*Exercise details*: Only the lines from the one with "pub const fn new(index: u32)" onward are wanted, through the last line of the entries, set down exactly.

*Materials provided*:

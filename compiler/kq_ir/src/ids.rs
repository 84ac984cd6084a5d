//! Arena handles.
//!
//! - `ExprId(u32)` instead of `Rc<Expr>`: 4 bytes, O(1) identity compare
//! - `UpdateId(u32)` for update-list nodes
//! - `ArrayId(u32)` for arrays
//!
//! All three are allocation-ordered: a handle created later compares greater.

use std::fmt;

macro_rules! arena_id {
    ($(#[$meta:meta])* $name:ident) => {
        $(#[$meta])*
        #[derive(Copy, Clone, Eq, PartialEq, Ord, PartialOrd, Hash)]
        #[repr(transparent)]
        pub struct $name(u32);

        impl $name {
            /// Create a handle from a raw index.
            #[inline]
            pub const fn new(index: u32) -> Self {
                $name(index)
            }

            /// Create a handle for the next slot of an arena vector.
            ///
            /// # Panics
            /// Panics if the arena has outgrown `u32`.
            #[inline]
            #[track_caller]
            pub(crate) fn from_len(len: usize) -> Self {
                match u32::try_from(len) {
                    Ok(index) => $name(index),
                    Err(_) => panic!(concat!(stringify!($name), " space exhausted")),
                }
            }

            /// Get the index into the arena.
            #[inline]
            pub const fn index(self) -> usize {
                self.0 as usize
            }

            /// Get the raw u32 value.
            #[inline]
            pub const fn raw(self) -> u32 {
                self.0
            }
        }

        impl fmt::Debug for $name {
            fn fmt(&self, f: &mut fmt::Formatter<'_>) -> fmt::Result {
                write!(f, concat!(stringify!($name), "({})"), self.0)
            }
        }
    };
}

arena_id! {
    /// Index into the expression arena.
    ExprId
}

arena_id! {
    /// Index into the update-node arena.
    UpdateId
}

arena_id! {
    /// Index into the array table.
    ArrayId
}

*Result*:
            pub const fn new(index: u32) -> Self {
                $name(index)
            }

            /// Create a handle for the next slot of an arena vector.
            ///
            /// # Panics
            /// Panics if the arena has outgrown `u32`.
            #[inline]
            #[track_caller]
            pub(crate) fn from_len(len: usize) -> Self {
                match u32::try_from(len) {
                    Ok(index) => $name(index),
                    Err(_) => panic!(concat!(stringify!($name), " space exhausted")),
                }
            }

            /// Get the index into the arena.
            #[inline]
            pub const fn index(self) -> usize {
                self.0 as usize
            }

            /// Get the raw u32 value.
            #[inline]
            pub const fn raw(self) -> u32 {
                self.0
            }
        }

        impl fmt::Debug for $name {
            fn fmt(&self, f: &mut fmt::Formatter<'_>) -> fmt::Result {
                write!(f, concat!(stringify!($name), "({})"), self.0)
            }
        }
    };
}

arena_id! {
    /// Index into the expression arena.
    ExprId
}

arena_id! {
    /// Index into the update-node arena.
    UpdateId
}

arena_id! {
    /// Index into the array table.
    ArrayId
}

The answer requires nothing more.